Uma resposta realista a essas questões depende de um exame ponderado de cada um dos elementos em jogo, tendo em vista exclusivamente a formulação da melhor estratégia possível de inserção econômica internacional do Brasil. Para a conformação do processo decisório mais adequado à natureza da questão seria preciso discutir cada um dos argumentos favoráveis ou contrários à Alca, tentando separar o que se apresenta como realidade econômica decorrente da liberalização, ou seu possível desdobramento, daquilo que se poderia classificar como posicionamento político em relação ao projeto proposto pelos EUA para o continente. Outra distinção importante a ser feita é aquela que se refere ao que se poderia chamar de “componentes estruturais da Alca” – seus elementos “imanentes”, em linguagem kantiana – e a simples mecânica do processo negociador, que vem se desenvolvendo desde a segunda metade dos anos 90 e promete estender-se até o início de 2005, pelo menos, segundo o que foi acordado em nível ministerial em Buenos Aires e ratificado na cimeira de Québec, em abril de 2001.

Com efeito, até a conclusão dessas negociações, cujos contornos específicos dependem muito do conteúdo do mandato negociador a ser atribuído pelo Congresso ao Executivo dos Estados Unidos, torna-se difícil especular sobre benefícios e ameaças da Alca para a economia do Brasil e para o esquema do Mercosul. Pode-se no entanto antecipar, com base nas evidências até aqui demonstradas, que o legislativo e os negociadores americanos tendem a ver a construção da Alca como um mero resultado da derrubada de barreiras latino-americanas aos produtos e serviços dos EUA, cabendo-lhes muito pouco fazer em termos de suas próprias barreiras, senão a eliminação geral, com as exceções de praxe, das tarifas normalmente baixas aplicadas na importação de produtos. Essa não tem sido a visão da diplomacia brasileira, que vem buscando colocar na mesa de negociações outros elementos importantes com vistas a lograr um acordo final mais equilibrado, não apenas em termos de acesso a mercados – onde são evidentes diversos focos setoriais de protecionismo americano – mas também no que se refere a normas e disciplinas de política comercial, terreno no qual são igualmente claras as restrições aplicadas a produtos estrangeiros no mercado americano.

A compreensão do que seja um acordo de livre-comércio varia muito de perspectiva, segundo se faça uma análise acadêmica dos resultados da abertura econômica e da liberalização dos mercados ou se parta de evidências mais empíricas resultantes de um processo negociador concreto.
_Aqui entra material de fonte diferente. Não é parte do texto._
//! What a passed proposal does.
//!
//! Self-targeted actions are a closed enum applied by governance itself;
//! anything aimed at another contract stays an opaque `(target, call_data)`
//! pair that is routed, never interpreted.

use agora_types::{Address, Amount, Timestamp};
use borsh::{BorshDeserialize, BorshSerialize};
use serde::{Deserialize, Serialize};

use crate::error::GovernanceError;

/// Entry points of the governance contract reachable only through a proposal
/// (or, for the parameter setters, directly by an officer).
#[derive(Debug, Clone, PartialEq, Eq, Serialize, Deserialize, BorshSerialize, BorshDeserialize)]
pub enum GovernanceAction {
    SetChairman(Address),
    SetMinimumQuorum(Amount),
    SetMinimumDuration(Timestamp),
    /// Spend the whole native balance on the governed token and burn it
    BuyBackAndBurn,
}

impl GovernanceAction {
    /// Borsh encoding. Writing into a `Vec` has no I/O failure and these
    /// types have no fallible field encoders, so the result is never empty.
    pub fn encode(&self) -> Vec<u8> {
        borsh::to_vec(self).unwrap_or_default()
    }

    pub fn decode(data: &[u8]) -> Result<Self, GovernanceError> {
        borsh::from_slice(data).map_err(|e| GovernanceError::InvalidProposal(e.to_string()))
    }
}

/// Dispatch target of a proposal.
#[derive(Debug, Clone, PartialEq, Eq, Serialize, Deserialize)]
pub enum ProposalAction {
    Internal(GovernanceAction),
    External { target: Address, call_data: Vec<u8> },
}

impl ProposalAction {
    /// Classify a raw `(target, call_data)` pair. Calls aimed at the
    /// governance contract itself must decode to a [`GovernanceAction`].
    pub fn from_call(
        governance: Address,
        target: Address,
        call_data: Vec<u8>,
    ) -> Result<Self, GovernanceError> {
        if target.is_zero() {
            return Err(GovernanceError::InvalidProposal("zero target".to_string()));
        }
        if target == governance {
            return Ok(ProposalAction::Internal(GovernanceAction::decode(&call_data)?));
        }
        Ok(ProposalAction::External { target, call_data })
    }

    pub fn target(&self, governance: Address) -> Address {
        match self {
            ProposalAction::Internal(_) => governance,
            ProposalAction::External { target, .. } => *target,
        }
    }

    pub fn call_data(&self) -> Vec<u8> {
        match self {
            ProposalAction::Internal(action) => action.encode(),
            ProposalAction::External { call_data, .. } => call_data.clone(),
        }
    }
}

#[cfg(test)]
mod tests {
    use super::*;

    fn addr(n: u8) -> Address {
        Address::from_bytes([n; 20])
    }

    #[test]
    fn test_self_target_becomes_internal() {
        let gov = addr(9);
        let data = GovernanceAction::SetChairman(addr(2)).encode();
        let action = ProposalAction::from_call(gov, gov, data.clone()).unwrap();

        assert_eq!(action, ProposalAction::Internal(GovernanceAction::SetChairman(addr(2))));
        assert_eq!(action.target(gov), gov);
        assert_eq!(action.call_data(), data);
    }

    #[test]
    fn test_encoding_is_tag_then_fields() {
        assert_eq!(GovernanceAction::BuyBackAndBurn.encode(), vec![3]);
        assert_eq!(
            GovernanceAction::SetMinimumDuration(10).encode(),
            vec![2, 10, 0, 0, 0, 0, 0, 0, 0]
        );
    }

    #[test]
    fn test_self_target_with_unknown_payload_is_rejected() {
        let gov = addr(9);
        let err = ProposalAction::from_call(gov, gov, vec![0xde, 0xad]).unwrap_err();
        assert!(matches!(err, GovernanceError::InvalidProposal(_)));
    }

    #[test]
    fn test_external_payload_is_opaque() {
        let action = ProposalAction::from_call(addr(9), addr(3), vec![1, 2, 3]).unwrap();
        assert_eq!(
            action,
            ProposalAction::External { target: addr(3), call_data: vec![1, 2, 3] }
        );
        assert!(ProposalAction::from_call(addr(9), Address::ZERO, vec![]).is_err());
    }
}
Na primeira visão, geralmente de cunho economicista, a liberalização comercial, quaisquer que tenham sido sua amplitude e distribuição entre os parceiros, é vista como positiva, pois que conduzindo a uma alocação ótima de recursos e uma utilização mais eficiente da dotação em fatores. Na segunda perspectiva, pode-se dizer que não existe, para a maior parte dos negociadores, essa figura utópica do “livre-comércio”, um conceito puramente imaginário que só se materializa nos escritos dos teóricos acadêmicos, mas na verdade dotado de pouco embasamento prático; para eles, se trata de lograr a melhor situação possível de reciprocidade no processo de abertura comercial, administrando áreas de liberalização progressiva em função das vantagens percebidas ou aparentes.

A Alca representa uma espécie particular no gênero integracionista, tratando-se de um processo de liberalização controlada dos mercados e de abertura administrada da economia que já vem sendo aplicado pelo Brasil desde que ele assumiu compromissos negociais nesse sentido em princípios dos anos 60 (criação da Alalc) e, com maior ênfase, a partir dos esquemas bilaterais de integração com a Argentina (1986-88) e, de forma quadrilateral, com os demais parceiros do Mercosul (1991). Os cálculos sobre custos e benefícios desse gênero de abertura foram conduzidos de forma mais ou menos empírica pelos responsáveis políticos e econômicos em cada uma dessas oportunidades e julgados compatíveis com as necessidades de desenvolvimento do Brasil, ainda que em nenhum dos casos se tenha alcançado a liberalização total e a integração completa dos mercados. Em outros termos, a Alca pode ser benéfica para o Brasil, mas não se deve esperar que ela resolva todos os nossos problemas de desenvolvimento econômico e social no curto ou médio prazo; estes só podem ser encaminhados internamente, com a mobilização de outros vetores de transformação estrutural – educação, capacitação profissional, investimentos em ciência e tecnologia, modernização institucional etc. –, não de maneira exógena a partir de um impulso originado no entorno econômico externo.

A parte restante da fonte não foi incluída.